Provide an exact copy of the lines from the beginning of the records through the line that includes "let (host, port)", and of no others.
━━━━━━━━━━━━━━━━━━━━━━━━━━━━━━
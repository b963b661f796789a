//! Minimal HTTP client for the sensor's `/data` endpoint.
//!
//! The sensor firmware answers with a status line, a content type and the
//! JSON body, then closes the socket. Requests are sent as HTTP/1.0 so a
//! conforming server never replies with chunked encoding.

use super::SummarySource;
use crate::error::FetchError;
use crate::summary::SensorSummary;
use async_trait::async_trait;
use tokio::io::{AsyncReadExt, AsyncWriteExt};
use tokio::net::TcpStream;

const DEFAULT_PORT: u16 = 80;

/// Path requested when the configured URL has none.
const DEFAULT_PATH: &str = "/data";

/// Responses larger than this are cut off and will fail to decode.
const MAX_RESPONSE_BYTES: u64 = 64 * 1024;

/// Polls a sensor summary over plain HTTP
#[derive(Debug, Clone)]
pub struct HttpSource {
    host: String,
    port: u16,
    path: String,
}

impl HttpSource {
    /// Create a source from an `http://host[:port][/path]` URL
    pub fn new(url: &str) -> Result<Self, FetchError> {
        let rest = url
            .strip_prefix("http://")
            .ok_or_else(|| FetchError::InvalidUrl(format!("{} (only http:// is supported)", url)))?;

        let (authority, path) = match rest.find('/') {
            Some(idx) => (&rest[..idx], &rest[idx..]),
            None => (rest, DEFAULT_PATH),
        };

        // IPv6 literals are bracketed so their colons are not read as a port
        let (host, port) = match authority.strip_prefix('[') {
            Some(bracketed) => {
                let (host, rest) = bracketed
                    .split_once(']')
                    .ok_or_else(|| FetchError::InvalidUrl(format!("{} (unclosed `[`)", url)))?;
                match rest.strip_prefix(':') {
                    Some(port) => (host, parse_port(url, port)?),
                    None if rest.is_empty() => (host, DEFAULT_PORT),
                    None => return Err(FetchError::InvalidUrl(format!("{} (bad port)", url))),
                }
            }
            None => match authority.rsplit_once(':') {
                Some((host, port)) => (host, parse_port(url, port)?),
                None => (authority, DEFAULT_PORT),
            },
        };

        if host.is_empty() {
            return Err(FetchError::InvalidUrl(format!("{} (missing host)", url)));
        }

        Ok(Self {
            host: host.to_string(),
            port,
            path: if path == "/" { DEFAULT_PATH.to_string() } else { path.to_string() },
        })
    }

    /// `host[:port]` as written in a URL or `Host` header; the port is
    /// omitted when it is the default.
    fn authority(&self) -> String {
        let host = if self.host.contains(':') {
            format!("[{}]", self.host)
        } else {
            self.host.clone()
        };
        if self.port == DEFAULT_PORT {
            host
        } else {
            format!("{}:{}", host, self.port)
        }
    }

    fn request(&self) -> String {
        format!(
            "GET {} HTTP/1.0\r\nHost: {}\r\nAccept: application/json\r\nUser-Agent: sensor-dashboard/{}\r\n\r\n",
            self.path,
            self.authority(),
            env!("CARGO_PKG_VERSION"),
        )
    }
}

fn parse_port(url: &str, port: &str) -> Result<u16, FetchError> {
    port.parse::<u16>()
        .map_err(|_| FetchError::InvalidUrl(format!("{} (bad port)", url)))
}

#[async_trait]
impl SummarySource for HttpSource {
    async fn fetch(&self) -> Result<SensorSummary, FetchError> {
        let mut stream = TcpStream::connect((self.host.as_str(), self.port)).await?;
        stream.write_all(self.request().as_bytes()).await?;

        let mut raw = Vec::new();
        (&mut stream).take(MAX_RESPONSE_BYTES).read_to_end(&mut raw).await?;
        tracing::trace!(bytes = raw.len(), "received sensor response");

        let body = response_body(&raw)?;
        Ok(serde_json::from_slice(body)?)
    }

    fn describe(&self) -> String {
        format!("http://{}{}", self.authority(), self.path)
    }
}

/// Validate the status line and headers and return the body bytes.
pub fn response_body(raw: &[u8]) -> Result<&[u8], FetchError> {
    let header_end = raw
        .windows(4)
        .position(|w| w == b"\r\n\r\n")
        .ok_or_else(|| FetchError::MalformedResponse("missing end of headers".to_string()))?;

    let head = std::str::from_utf8(&raw[..header_end])
        .map_err(|_| FetchError::MalformedResponse("headers are not UTF-8".to_string()))?;
    let mut lines = head.split("\r\n");

    let status_line = lines.next().unwrap_or_default();
    let mut parts = status_line.split_whitespace();
    let code = match (parts.next(), parts.next()) {
        (Some(version), Some(code)) if version.starts_with("HTTP/") => code
            .parse::<u16>()
            .map_err(|_| FetchError::MalformedResponse(format!("bad status line `{}`", status_line)))?,
        _ => {
            return Err(FetchError::MalformedResponse(format!(
                "bad status line `{}`",
                status_line
            )));
        }
    };

    if !(200..300).contains(&code) {
        return Err(FetchError::Status(code));
    }

    let mut content_length = None;
    for line in lines {
        let Some((name, value)) = line.split_once(':') else {
            continue;
        };
        let name = name.trim();
        if name.eq_ignore_ascii_case("content-length") {
            let length = value.trim().parse::<usize>().map_err(|_| {
                FetchError::MalformedResponse(format!("bad content-length `{}`", value.trim()))
            })?;
            content_length = Some(length);
        } else if name.eq_ignore_ascii_case("transfer-encoding") {
            return Err(FetchError::MalformedResponse(format!(
                "unsupported transfer-encoding `{}`",
                value.trim()
            )));
        }
    }

    let body = &raw[header_end + 4..];
    match content_length {
        Some(length) if body.len() < length => Err(FetchError::MalformedResponse(format!(
            "body truncated at {} of {} bytes",
            body.len(),
            length
        ))),
        Some(length) => Ok(&body[..length]),
        None => Ok(body),
    }
}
━━━━━━━━━━━━━━━━━━━━━━━━━━━━━━
[EXERCISE RESULT]
repository b963b661f796789a
//! Minimal HTTP client for the sensor's `/data` endpoint.
//!
//! The sensor firmware answers with a status line, a content type and the
//! JSON body, then closes the socket. Requests are sent as HTTP/1.0 so a
//! conforming server never replies with chunked encoding.

use super::SummarySource;
use crate::error::FetchError;
use crate::summary::SensorSummary;
use async_trait::async_trait;
use tokio::io::{AsyncReadExt, AsyncWriteExt};
use tokio::net::TcpStream;

const DEFAULT_PORT: u16 = 80;

/// Path requested when the configured URL has none.
const DEFAULT_PATH: &str = "/data";

/// Responses larger than this are cut off and will fail to decode.
const MAX_RESPONSE_BYTES: u64 = 64 * 1024;

/// Polls a sensor summary over plain HTTP
#[derive(Debug, Clone)]
pub struct HttpSource {
    host: String,
    port: u16,
    path: String,
}

impl HttpSource {
    /// Create a source from an `http://host[:port][/path]` URL
    pub fn new(url: &str) -> Result<Self, FetchError> {
        let rest = url
            .strip_prefix("http://")
            .ok_or_else(|| FetchError::InvalidUrl(format!("{} (only http:// is supported)", url)))?;

        let (authority, path) = match rest.find('/') {
            Some(idx) => (&rest[..idx], &rest[idx..]),
            None => (rest, DEFAULT_PATH),
        };

        // IPv6 literals are bracketed so their colons are not read as a port
        let (host, port) = match authority.strip_prefix('[') {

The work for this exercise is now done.